C. Com efeito, a norma plasmada no art. 13.°, al. f) do RD, na medida em que contém uma presunção inilidível da veracidade dos factos constantes dos relatórios dos árbitros e do delegado da Liga, é materialmente inconstitucional quando aplicada ao procedimento disciplinar sumário, por violação dos princípios da culpa e da presunção da inocência, preceituados no arts. 32.°, n.° 10 e 2 da CRP, bem como por violação dos direitos ao contraditório e ao processo equitativo, previstos no art. 20.°, n.° 4 da mesma Lei Fundamental - o que desde já se argui, para todos os efeitos e consequências legais.

- II - D. Não se conforma a Recorrente com a decisão condenatória, porquanto desprovidos que são os autos de provas que deponham em favor da sua responsabilização, ou seja, que o clube teve uma actuação culposa na verificação dos factos, mostrava-se necessariamente prejudicada a sua condenação pelas infracções disciplinares imputadas.

E. Em primeiro lugar, a mera circunstância de a bancada na qual teve origem a deflagração de engenhos pirotécnicos estar - por princípio - afecta a adeptos da Recorrente, sem sequer haver prova da exclusividade dessa afectação, não permite concluir - com toda a probabilidade próxima da certeza ou, pelo menos, para além de toda a dúvida razoável - que os autores das deflagrações tenham efectivamente sido sócios ou simpatizantes da recorrente.

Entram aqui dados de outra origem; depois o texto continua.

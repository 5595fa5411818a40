mod authoring;
mod middleware;
mod public;
mod session;

pub use public::{HttpState, build_router};
pub use session::SESSION_COOKIE;
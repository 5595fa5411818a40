//! Domain entities mirrored from persistent storage.

use serde::Serialize;
use time::OffsetDateTime;
use uuid::Uuid;

/// Number of characters shown when a post is rendered as a short label.
pub const POST_PREVIEW_CHARS: usize = 15;

#[derive(Debug, Clone, PartialEq, Serialize)]
pub struct UserRecord {
    pub id: Uuid,
    pub username: String,
    pub created_at: OffsetDateTime,
}

#[derive(Debug, Clone, PartialEq, Serialize)]
pub struct GroupRecord {
    pub id: Uuid,
    pub title: String,
    pub slug: String,
    pub description: String,
    pub created_at: OffsetDateTime,
}

#[derive(Debug, Clone, PartialEq, Serialize)]
pub struct PostRecord {
    pub id: Uuid,
    pub text: String,
    pub author_id: Uuid,
    pub group_id: Option<Uuid>,
    pub image_path: Option<String>,
    pub pub_date: OffsetDateTime,
}

impl PostRecord {
    /// Short label: the first [`POST_PREVIEW_CHARS`] characters of the text.
    pub fn preview(&self) -> String {
        self.text.chars().take(POST_PREVIEW_CHARS).collect()
    }
}

#[derive(Debug, Clone, PartialEq, Serialize)]
pub struct CommentRecord {
    pub id: Uuid,
    pub post_id: Uuid,
    pub author_id: Uuid,
    pub text: String,
    pub created_at: OffsetDateTime,
}

#[derive(Debug, Clone, Copy, PartialEq, Eq, Serialize)]
pub struct FollowRecord {
    pub follower_id: Uuid,
    pub following_id: Uuid,
}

F. Assim, não se tendo apurado qual a concreta identificação dos adeptos infractores, não bastava à Recorrida, e agora ao Tribunal a quo, invocar que os factos ocorreram em bancada afecta a adeptos desta para que se pudesse concluir (e levar à matéria assente) que os autores das condutas sub judice eram sócios ou simpatizantes da F…...

G. Autoria essa que deve ser dada como não provada, o que desde já se requer.

H. Considerando as infracções em causa nos autos, era necessário que o Conselho de Disciplina tivesse carreado aos autos prova suficiente de que não só os comportamentos indevidos foram perpetrados por sócio ou simpatizante da –F….. SAD, mas ainda que tais condutas resultaram de um comportamento culposo da –F….. SAD.

I. O ónus da prova em processo disciplinar cabe ao titular do poder disciplinar, pelo que, não tem o arguido de provar que é inocente da acusação que lhe é imputada.

J. Aliado ao ónus da prova que recai sobre o titular da acção disciplinar, vigora ainda o princípio da presunção de inocência, o qual tem como um dos seus principais corolários a proibição de inversão do ónus da prova, não impendendo sobre o arguido - in casu a recorrente - o ónus de reunir as provas da sua inocência.

K. É precisamente o princípio de inocência que exigia ao Tribunal formular um juízo de certeza sobre o cometimento das infracções para condenar a Recorrente.

L. Nem mesmo a presunção de veracidade dos relatórios prevista no art. 13.º, f), do RD, pode contrariar este quadro normativo, dado que, mesmo beneficiando de uma presunção de verdade, não se trata de prova subtraída à livre apreciação do julgador, não se permitindo daí inferir um início de prova ou sequer uma inversão do ónus da prova.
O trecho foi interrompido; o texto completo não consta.